EXERCISE PROMPT
Show every line below where "time" can be found.

|---|

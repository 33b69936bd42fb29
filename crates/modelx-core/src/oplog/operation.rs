use chrono::Utc;
use serde::{Deserialize, Serialize};

use crate::graph::SubtreeSnapshot;
use crate::model::Value;
use crate::{ElementId, OperationId};

/// Payload of a field assignment
#[derive(Debug, Clone, PartialEq, Serialize, Deserialize)]
#[serde(rename_all = "camelCase")]
pub struct AssignArg {
    pub elem: ElementId,
    pub field: String,
    pub val: Value,
    pub old_val: Value,
}

/// Payload of a collection insert or remove
#[derive(Debug, Clone, PartialEq, Serialize, Deserialize)]
pub struct IndexedArg {
    pub elem: ElementId,
    pub field: String,
    pub val: ElementId,
    pub pos: usize,
}

/// Payload of a move within one collection
#[derive(Debug, Clone, PartialEq, Serialize, Deserialize)]
#[serde(rename_all = "camelCase")]
pub struct ReorderArg {
    pub elem: ElementId,
    pub field: String,
    pub val: ElementId,
    pub pos: usize,
    #[serde(default, skip_serializing_if = "Option::is_none")]
    pub old_pos: Option<usize>,
}

/// Payload of a move between owners
///
/// `elem` is the moved child; `field` is the owning collection on both
/// owners.
#[derive(Debug, Clone, PartialEq, Serialize, Deserialize)]
#[serde(rename_all = "camelCase")]
pub struct RelocateArg {
    pub elem: ElementId,
    pub field: String,
    pub old_parent: ElementId,
    pub new_parent: ElementId,
    #[serde(default, skip_serializing_if = "Option::is_none")]
    pub old_pos: Option<usize>,
}

/// One recorded mutation
#[derive(Debug, Clone, PartialEq, Serialize, Deserialize)]
#[serde(tag = "op", content = "arg")]
pub enum OpEntry {
    #[serde(rename = "I")]
    Insert(SubtreeSnapshot),
    #[serde(rename = "R")]
    Remove(SubtreeSnapshot),
    #[serde(rename = "a")]
    FieldAssign(AssignArg),
    #[serde(rename = "i")]
    FieldInsert(IndexedArg),
    #[serde(rename = "r")]
    FieldRemove(IndexedArg),
    #[serde(rename = "o")]
    FieldReorder(ReorderArg),
    #[serde(rename = "l")]
    FieldRelocate(RelocateArg),
}

impl OpEntry {
    /// Single-letter wire opcode
    pub fn opcode(&self) -> char {
        match self {
            OpEntry::Insert(_) => 'I',
            OpEntry::Remove(_) => 'R',
            OpEntry::FieldAssign(_) => 'a',
            OpEntry::FieldInsert(_) => 'i',
            OpEntry::FieldRemove(_) => 'r',
            OpEntry::FieldReorder(_) => 'o',
            OpEntry::FieldRelocate(_) => 'l',
        }
    }

    /// Element the entry is about
    pub fn element_id(&self) -> &ElementId {
        match self {
            OpEntry::Insert(s) | OpEntry::Remove(s) => &s.root,
            OpEntry::FieldAssign(a) => &a.elem,
            OpEntry::FieldInsert(a) | OpEntry::FieldRemove(a) => &a.elem,
            OpEntry::FieldReorder(a) => &a.elem,
            OpEntry::FieldRelocate(a) => &a.elem,
        }
    }
}

/// A named, atomic batch of recorded mutations
#[derive(Debug, Clone, PartialEq, Serialize, Deserialize)]
pub struct Operation {
    pub id: OperationId,
    /// Creation time in epoch milliseconds
    pub time: i64,
    pub name: String,
    /// Bypass operations are replayable but stay out of undo history
    pub bypass: bool,
    pub ops: Vec<OpEntry>,
}

impl Operation {
    pub fn new(id: OperationId, name: impl Into<String>, bypass: bool) -> Self {
        Self {
            id,
            time: Utc::now().timestamp_millis(),
            name: name.into(),
            bypass,
            ops: Vec::new(),
        }
    }

    pub fn len(&self) -> usize {
        self.ops.len()
    }

    pub fn is_empty(&self) -> bool {
        self.ops.is_empty()
    }

    /// Serialize to the JSON wire shape
    ///
    /// # Errors
    ///
    /// Returns `Serialization` if a value cannot be encoded.
    pub fn to_json(&self) -> crate::Result<serde_json::Value> {
        Ok(serde_json::to_value(self)?)
    }

    /// Parse from the JSON wire shape
    ///
    /// # Errors
    ///
    /// Returns `Serialization` if the JSON does not have the operation shape.
    pub fn from_json(value: serde_json::Value) -> crate::Result<Self> {
        Ok(serde_json::from_value(value)?)
    }
}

|---|

WRITTEN RESPONSE
    /// Creation time in epoch milliseconds
    pub time: i64,
            time: Utc::now().timestamp_millis(),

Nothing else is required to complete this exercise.